Iron Arrow Honor Society
The Iron Arrow Honor Society is an association based at the University of Miami. Founded in 1926 as an all-male organization, the Iron Arrow Honor Society had a sister organization for women from 1936 to 1966. In that year, the sister organization chose to end its affiliation with the Iron Arrow Honor Society.
In 1972, Title IX was passed by the United States Congress. The goal of this legislation was to end discrimination on the basis of women. Title IX stated that no educational institution or entity receiving federal funding was allowed to deny anyone admission on the basis of gender. In 1974, regulations were issued to standardize implementation of this law. In 1976, the University of Miami was notified by the federal government that the Iron Arrow Honor Society was in violation of the law and therefore could not receive money from the school.
The University of Miami asked the federal Department of Health, Education and Welfare for time to establish new membership protocols. The Department agreed as long as the Iron Arrow Honor Society performed its initiation ceremony off-campus. Formerly, this initiation took place on a mound located outside the student union building. The Iron Arrow Honor Society then filed a lawsuit against the University seeking an injunction that would prevent the school from moving the initiation ceremony.

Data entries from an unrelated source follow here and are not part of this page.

use std::sync::Arc;

use anyhow::{Context, Result};
use chess_arena::{MatchRunner, MatchStorage, Players, TurnService};
use chess_llm::{HttpBackend, OrchestratorConfig};
use protocol::{Color, DEFAULT_MAX_PLIES};
use tracing::{info, warn};
use tracing_subscriber::{layer::SubscriberExt, util::SubscriberInitExt};

#[tokio::main]
async fn main() -> Result<()> {
    // 初始化日志
    tracing_subscriber::registry()
        .with(tracing_subscriber::fmt::layer())
        .with(tracing_subscriber::EnvFilter::from_default_env()
            .add_directive("chess_arena=debug".parse()?)
            .add_directive("chess_llm=info".parse()?))
        .init();

    let storage = match std::env::var("ARENA_SAVE_DIR") {
        Ok(dir) if !dir.trim().is_empty() => MatchStorage::with_dir(dir.trim())?,
        _ => MatchStorage::new()?,
    };

    // `chess-arena list`：列出已保存的对局
    if std::env::args().nth(1).as_deref() == Some("list") {
        return list_saved(&storage);
    }

    info!("LLM chess arena starting...");

    let players = Players::from_env()?;
    let config = OrchestratorConfig::from_env();
    let max_plies = match std::env::var("ARENA_MAX_PLIES") {
        Ok(v) => v
            .trim()
            .parse::<u32>()
            .with_context(|| format!("ARENA_MAX_PLIES must be a positive integer, got '{}'", v))?,
        Err(_) => DEFAULT_MAX_PLIES,
    };

    info!(
        "Policy: {:?}, rate limits: {} requests / {} tokens per {:?}",
        config.policy, config.rate_limits.max_requests, config.rate_limits.max_tokens, config.rate_limits.window
    );

    // 连通性检查只做提示，不阻止对局
    let probe = HttpBackend::new(config.timeout_secs)?;
    for color in [Color::White, Color::Black] {
        let provider = players.get(color).provider().with_env_key();
        if let Err(e) = probe.health_check(&provider).await {
            warn!("{} provider check failed: {:#}", color, e);
        }
    }

    let service = Arc::new(TurnService::new(config)?);
    let runner = MatchRunner::new(service, players).with_max_plies(max_plies);

    let record = runner.run().await;
    info!(
        "Match finished: {:?} after {} plies (fallbacks: white {}, black {})",
        record.metadata.result,
        record.moves.len(),
        record.fallback_count(Color::White),
        record.fallback_count(Color::Black)
    );

    let match_id = storage.save_match(&record)?;
    info!("Record saved to {:?}", storage.matches_directory().join(match_id));

    Ok(())
}

fn list_saved(storage: &MatchStorage) -> Result<()> {
    let matches = storage.list_matches()?;
    info!("{} saved matches in {:?}", matches.len(), storage.matches_directory());

    for saved in matches {
        let result = saved
            .result
            .as_ref()
            .map_or_else(|| "unfinished".to_string(), |r| format!("{:?}", r));
        println!(
            "{}  {}  {} plies  {}  [{}]",
            saved.started_at.format("%Y-%m-%d %H:%M:%S"),
            saved.display_name(),
            saved.move_count,
            result,
            saved.match_id
        );
    }

    Ok(())
}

The case was heard in Florida district court, which ruled in favor of the school. The Iron Arrow Honor Society appealed the verdict, which was then reversed. A series of rulings brought the case to the Supreme Court, which sent it back down for further review before issuing its final ruling. In the interim, the university informed the Iron Arrow Honor Society that it would not be permitted on campus regardless of the Supreme Court's ruling unless women were admitted into the organization.

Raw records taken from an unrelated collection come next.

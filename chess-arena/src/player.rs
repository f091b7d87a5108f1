//! 对局双方配置

use anyhow::{Context, Result};
use chess_llm::ProviderConfig;
use protocol::{Board, Color, Move, SideInfo, TurnRequest};

/// 一方使用的模型服务
#[derive(Debug, Clone, PartialEq)]
pub struct PlayerConfig {
    pub color: Color,
    pub model: String,
    pub base_url: Option<String>,
    pub api_key: Option<String>,
}

impl PlayerConfig {
    pub fn new(color: Color, model: impl Into<String>) -> Self {
        Self {
            color,
            model: model.into(),
            base_url: None,
            api_key: None,
        }
    }

    pub fn with_base_url(mut self, base_url: impl Into<String>) -> Self {
        self.base_url = Some(base_url.into());
        self
    }

    pub fn with_api_key(mut self, api_key: impl Into<String>) -> Self {
        self.api_key = Some(api_key.into());
        self
    }

    /// 环境变量前缀：`WHITE` / `BLACK`
    pub fn env_prefix(color: Color) -> &'static str {
        match color {
            Color::White => "WHITE",
            Color::Black => "BLACK",
        }
    }

    /// 读取 `{PREFIX}_MODEL`、`{PREFIX}_BASE_URL`、`{PREFIX}_API_KEY`
    pub fn from_env(color: Color) -> Result<Self> {
        Self::from_lookup(color, |name| std::env::var(name).ok())
    }

    /// 通过查找函数读取配置，模型名必填
    pub fn from_lookup<F>(color: Color, lookup: F) -> Result<Self>
    where
        F: Fn(&str) -> Option<String>,
    {
        let prefix = Self::env_prefix(color);
        let get = |suffix: &str| {
            lookup(&format!("{}_{}", prefix, suffix))
                .map(|v| v.trim().to_string())
                .filter(|v| !v.is_empty())
        };

        let model = get("MODEL").with_context(|| format!("{}_MODEL is not set", prefix))?;

        Ok(Self {
            color,
            model,
            base_url: get("BASE_URL"),
            api_key: get("API_KEY"),
        })
    }

    /// 归一化后的连接配置
    pub fn provider(&self) -> ProviderConfig {
        ProviderConfig::new(self.model.clone(), self.base_url.clone(), self.api_key.clone())
    }

    /// 记录用的配置信息（不含 Key）
    pub fn side_info(&self) -> SideInfo {
        SideInfo {
            model: self.model.clone(),
            base_url: self.base_url.clone(),
        }
    }

    /// 日志里的显示名
    pub fn display_name(&self) -> String {
        format!("{} ({})", self.model, self.color)
    }

    /// 构造本方回合的走法请求
    pub fn turn_request(&self, board: &Board, legal_moves: Vec<Move>, history: &[String]) -> TurnRequest {
        TurnRequest {
            turn: self.color,
            legal_moves,
            board: board.clone(),
            history: history.to_vec(),
            model: self.model.clone(),
            api_key: self.api_key.clone(),
            base_url: self.base_url.clone(),
        }
    }
}

/// 对局双方
#[derive(Debug, Clone, PartialEq)]
pub struct Players {
    pub white: PlayerConfig,
    pub black: PlayerConfig,
}

impl Players {
    pub fn new(white: PlayerConfig, black: PlayerConfig) -> Self {
        Self { white, black }
    }

    pub fn from_env() -> Result<Self> {
        Ok(Self {
            white: PlayerConfig::from_env(Color::White)?,
            black: PlayerConfig::from_env(Color::Black)?,
        })
    }

    pub fn get(&self, color: Color) -> &PlayerConfig {
        match color {
            Color::White => &self.white,
            Color::Black => &self.black,
        }
    }
}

In hearing the case for the final time, the Supreme Court had to consider the issue of whether it could issue a ruling in a case which seemed to have already reached a conclusion. The University argued that since their decision about the Iron Arrow Honor Society was already made, there was no point in a further Supreme Court ruling. In an appeals court hearing, a split opinion concluded that it was still possible for the courts to order the University to take additional actions, such as forcing the Iron Arrow Honor Society to quit using its name.

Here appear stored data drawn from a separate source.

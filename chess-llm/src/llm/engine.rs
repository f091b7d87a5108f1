//! 回合编排
//!
//! 一个回合 = 构造提示 → 限流准入 → 调用模型 → 提取走法 → 校验合法性，失败时带纠错上下文重试。
//! 状态转移是纯函数，网络调用只发生在 [`TurnOrchestrator::select_move`] 的循环里。

use std::sync::Arc;
use std::time::Duration;

use protocol::{Move, Notation, TurnRequest, TurnResponse};
use rand::rngs::StdRng;
use rand::{Rng, SeedableRng};
use tracing::{debug, info, warn};

use crate::config::{FailurePolicy, OrchestratorConfig};
use crate::error::{ProviderError, TurnError};
use crate::llm::client::{CompletionBackend, ProviderConfig};
use crate::llm::parser::MoveExtractor;
use crate::llm::prompt::PromptTemplate;
use crate::rate_limit::{Admission, Budget, RateLimitKey, RateLimiter};

/// 日志中回复预览长度
const PREVIEW_LEN: usize = 300;

/// 非空的合法走法集合
#[derive(Debug, Clone, PartialEq)]
pub struct LegalMoves(Vec<Move>);

impl LegalMoves {
    /// 空列表返回 None
    pub fn new(moves: Vec<Move>) -> Option<Self> {
        if moves.is_empty() {
            None
        } else {
            Some(Self(moves))
        }
    }

    pub fn contains(&self, mv: &Move) -> bool {
        self.0.contains(mv)
    }

    pub fn as_slice(&self) -> &[Move] {
        &self.0
    }

    /// 均匀随机选一个
    pub fn random<R: Rng + ?Sized>(&self, rng: &mut R) -> Move {
        self.0[rng.gen_range(0..self.0.len())]
    }
}

/// 兜底原因
#[derive(Debug, Clone, PartialEq)]
pub enum FallbackReason {
    /// 本地限流拒绝，未发出请求
    RateLimited { retry_after: Duration, budget: Budget },
    /// 尝试次数用尽
    AttemptsExhausted,
    /// 模型服务出错（降级策略）
    ProviderUnavailable(String),
    /// 未配置凭据（降级策略）
    CredentialsMissing,
}

impl FallbackReason {
    /// 展示给用户的说明
    pub fn note(&self, attempts: u32) -> String {
        match self {
            FallbackReason::RateLimited { retry_after, budget } => format!(
                "Local rate limit reached ({} budget), retry in {}s. Played a random legal move",
                budget.as_str(),
                retry_after.as_secs().max(1)
            ),
            FallbackReason::AttemptsExhausted => format!(
                "Model did not produce a legal move in {} attempts. Played a random legal move",
                attempts
            ),
            FallbackReason::ProviderUnavailable(message) => {
                format!("Provider error: {}. Played a random legal move", message)
            }
            FallbackReason::CredentialsMissing => {
                "No API key configured. Played a random legal move".to_string()
            }
        }
    }
}

/// 对一次模型回复的判定
#[derive(Debug, Clone, Copy, PartialEq, Eq)]
pub enum Candidate {
    Legal(Move),
    Illegal(Move),
    Unparseable,
}

impl Candidate {
    pub fn classify(raw: &str, legal: &LegalMoves) -> Self {
        match MoveExtractor::extract(raw) {
            Some(mv) if legal.contains(&mv) => Candidate::Legal(mv),
            Some(mv) => Candidate::Illegal(mv),
            None => Candidate::Unparseable,
        }
    }
}

/// 回合状态机
#[derive(Debug, Clone, PartialEq)]
pub enum TurnState {
    /// 第 `attempt` 次尝试，`last_response` 为上一次的原始回复
    Attempting {
        attempt: u32,
        last_response: Option<String>,
    },
    Done {
        mv: Move,
        attempts: u32,
    },
    Fallback {
        mv: Move,
        attempts: u32,
        reason: FallbackReason,
    },
}

impl TurnState {
    pub fn start() -> Self {
        TurnState::Attempting {
            attempt: 1,
            last_response: None,
        }
    }

    pub fn is_terminal(&self) -> bool {
        !matches!(self, TurnState::Attempting { .. })
    }

    /// 收到回复后的转移
    pub fn on_candidate<R: Rng + ?Sized>(
        self,
        candidate: Candidate,
        raw: String,
        legal: &LegalMoves,
        max_attempts: u32,
        rng: &mut R,
    ) -> TurnState {
        let TurnState::Attempting { attempt, .. } = self else {
            return self;
        };

        match candidate {
            Candidate::Legal(mv) => TurnState::Done { mv, attempts: attempt },
            _ if attempt >= max_attempts => TurnState::Fallback {
                mv: legal.random(rng),
                attempts: attempt,
                reason: FallbackReason::AttemptsExhausted,
            },
            _ => TurnState::Attempting {
                attempt: attempt + 1,
                last_response: Some(raw),
            },
        }
    }

    /// 限流拒绝：本次请求未发出
    pub fn on_denied<R: Rng + ?Sized>(
        self,
        retry_after: Duration,
        budget: Budget,
        legal: &LegalMoves,
        rng: &mut R,
    ) -> TurnState {
        let TurnState::Attempting { attempt, .. } = self else {
            return self;
        };

        TurnState::Fallback {
            mv: legal.random(rng),
            attempts: attempt.saturating_sub(1),
            reason: FallbackReason::RateLimited { retry_after, budget },
        }
    }

    /// 模型服务出错（仅降级策略走到这里）
    pub fn on_provider_error<R: Rng + ?Sized>(
        self,
        err: &ProviderError,
        legal: &LegalMoves,
        rng: &mut R,
    ) -> TurnState {
        let TurnState::Attempting { attempt, .. } = self else {
            return self;
        };

        let reason = match err {
            ProviderError::AuthMissing { .. } => FallbackReason::CredentialsMissing,
            other => FallbackReason::ProviderUnavailable(other.to_string()),
        };
        TurnState::Fallback {
            mv: legal.random(rng),
            attempts: attempt,
            reason,
        }
    }
}

/// 回合结果：始终带一个合法走法
#[derive(Debug, Clone, PartialEq)]
pub struct TurnOutcome {
    pub mv: Move,
    /// 实际发出的模型请求次数
    pub attempts_used: u32,
    pub fallback: Option<FallbackReason>,
}

impl TurnOutcome {
    pub fn is_fallback(&self) -> bool {
        self.fallback.is_some()
    }

    pub fn note(&self) -> Option<String> {
        self.fallback.as_ref().map(|r| r.note(self.attempts_used))
    }
}

impl From<TurnOutcome> for TurnResponse {
    fn from(outcome: TurnOutcome) -> Self {
        let note = outcome.note();
        match outcome.fallback {
            None => TurnResponse::accepted(outcome.mv, outcome.attempts_used),
            Some(reason) => {
                let retry_after_ms = match &reason {
                    FallbackReason::RateLimited { retry_after, .. } => Some(retry_after.as_millis() as u64),
                    _ => None,
                };
                TurnResponse {
                    mv: outcome.mv,
                    attempts_used: Some(outcome.attempts_used),
                    fallback: true,
                    rate_limited: retry_after_ms.map(|_| true),
                    retry_after_ms,
                    note,
                }
            }
        }
    }
}

/// 回合编排器
pub struct TurnOrchestrator {
    backend: Arc<dyn CompletionBackend>,
    limiter: Arc<RateLimiter>,
    config: OrchestratorConfig,
}

impl TurnOrchestrator {
    /// 使用进程级共享限流器
    pub fn new(backend: Arc<dyn CompletionBackend>, config: OrchestratorConfig) -> Self {
        Self::with_limiter(backend, RateLimiter::global(), config)
    }

    pub fn with_limiter(
        backend: Arc<dyn CompletionBackend>,
        limiter: Arc<RateLimiter>,
        config: OrchestratorConfig,
    ) -> Self {
        Self {
            backend,
            limiter,
            config,
        }
    }

    pub fn config(&self) -> &OrchestratorConfig {
        &self.config
    }

    /// 为当前走子方选择走法
    pub async fn select_move(&self, request: &TurnRequest) -> Result<TurnOutcome, TurnError> {
        let mut rng = StdRng::from_entropy();
        self.select_move_with_rng(request, &mut rng).await
    }

    /// 使用指定随机源选择走法（兜底走法由 `rng` 决定）
    pub async fn select_move_with_rng<R: Rng + Send>(
        &self,
        request: &TurnRequest,
        rng: &mut R,
    ) -> Result<TurnOutcome, TurnError> {
        let legal = LegalMoves::new(request.legal_moves.clone())
            .ok_or_else(|| TurnError::InvalidRequest("missing legal moves".to_string()))?;
        if request.model.trim().is_empty() {
            return Err(TurnError::InvalidRequest("missing model".to_string()));
        }

        let provider = ProviderConfig::from_request(request);
        let max_attempts = self.config.max_attempts.max(1);

        if !provider.has_credentials() {
            match self.config.policy {
                FailurePolicy::Strict => {
                    return Err(TurnError::AuthMissing {
                        base_url: provider.base_url,
                    })
                }
                FailurePolicy::AlwaysDegrade => {
                    warn!("No API key for {}, playing a random move", provider.base_url);
                    return Ok(TurnOutcome {
                        mv: legal.random(rng),
                        attempts_used: 0,
                        fallback: Some(FallbackReason::CredentialsMissing),
                    });
                }
            }
        }

        let system = PromptTemplate::system_prompt();
        let base_prompt = PromptTemplate::move_request_prompt(
            request.turn,
            &request.board,
            legal.as_slice(),
            &request.history,
            self.config.history_limit,
        );
        let key = RateLimitKey::new(self.config.client_id.clone(), provider.model.clone());

        debug!("LLM prompt length: {} chars", base_prompt.len());

        let mut state = TurnState::start();
        loop {
            let (attempt, user) = match &state {
                TurnState::Attempting { attempt, last_response } => {
                    let user = match last_response {
                        Some(previous) => format!(
                            "{}{}",
                            base_prompt,
                            PromptTemplate::correction_prompt(attempt - 1, previous)
                        ),
                        None => base_prompt.clone(),
                    };
                    (*attempt, user)
                }
                TurnState::Done { mv, attempts } => {
                    return Ok(TurnOutcome {
                        mv: *mv,
                        attempts_used: *attempts,
                        fallback: None,
                    })
                }
                TurnState::Fallback { mv, attempts, reason } => {
                    warn!(
                        "Falling back to random move {} after {} attempts: {:?}",
                        Notation::coordinate(mv),
                        attempts,
                        reason
                    );
                    return Ok(TurnOutcome {
                        mv: *mv,
                        attempts_used: *attempts,
                        fallback: Some(reason.clone()),
                    });
                }
            };

            let cost = PromptTemplate::estimate_turn_cost(system, &user, self.config.generation.max_tokens);
            if let Admission::Denied { retry_after, budget } =
                self.limiter.admit(&key, cost, &self.config.rate_limits)
            {
                warn!(
                    "Rate limit denied {} ({} budget, estimated {} tokens), retry after {:?}",
                    provider.model,
                    budget.as_str(),
                    cost,
                    retry_after
                );
                state = state.on_denied(retry_after, budget, &legal, rng);
                continue;
            }

            info!("LLM move attempt {}/{} ({})", attempt, max_attempts, provider.model);

            match self
                .backend
                .complete(&provider, system, &user, &self.config.generation)
                .await
            {
                Ok(raw) => {
                    let candidate = Candidate::classify(&raw, &legal);
                    match candidate {
                        Candidate::Legal(mv) => {
                            info!("LLM produced legal move {} on attempt {}", Notation::coordinate(&mv), attempt);
                        }
                        Candidate::Illegal(mv) => {
                            warn!("LLM suggested illegal move {} (attempt {})", Notation::coordinate(&mv), attempt);
                        }
                        Candidate::Unparseable => {
                            let preview: String = raw.chars().take(PREVIEW_LEN).collect();
                            warn!("Failed to parse LLM response (attempt {}): {}", attempt, preview);
                        }
                    }
                    state = state.on_candidate(candidate, raw, &legal, max_attempts, rng);
                }
                Err(err) => match self.config.policy {
                    FailurePolicy::Strict => {
                        warn!("LLM request failed (attempt {}): {}", attempt, err);
                        return Err(err.into());
                    }
                    FailurePolicy::AlwaysDegrade => {
                        warn!("LLM request failed (attempt {}), degrading: {}", attempt, err);
                        state = state.on_provider_error(&err, &legal, rng);
                    }
                },
            }
        }
    }
}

However, the Supreme Court declined to issue any such instructions, as did the courts below it. The case therefore was closed without further legal action. Two years later, the Iron Arrow Honor Society decided to allow women to join the organization. The University of Miami therefore permitted the Iron Arrow Honor Society to resume operation on campus. There have been no subsequent legal developments concerning the activities of the Iron Arrow Honor Society, which admits roughly 30 people a year.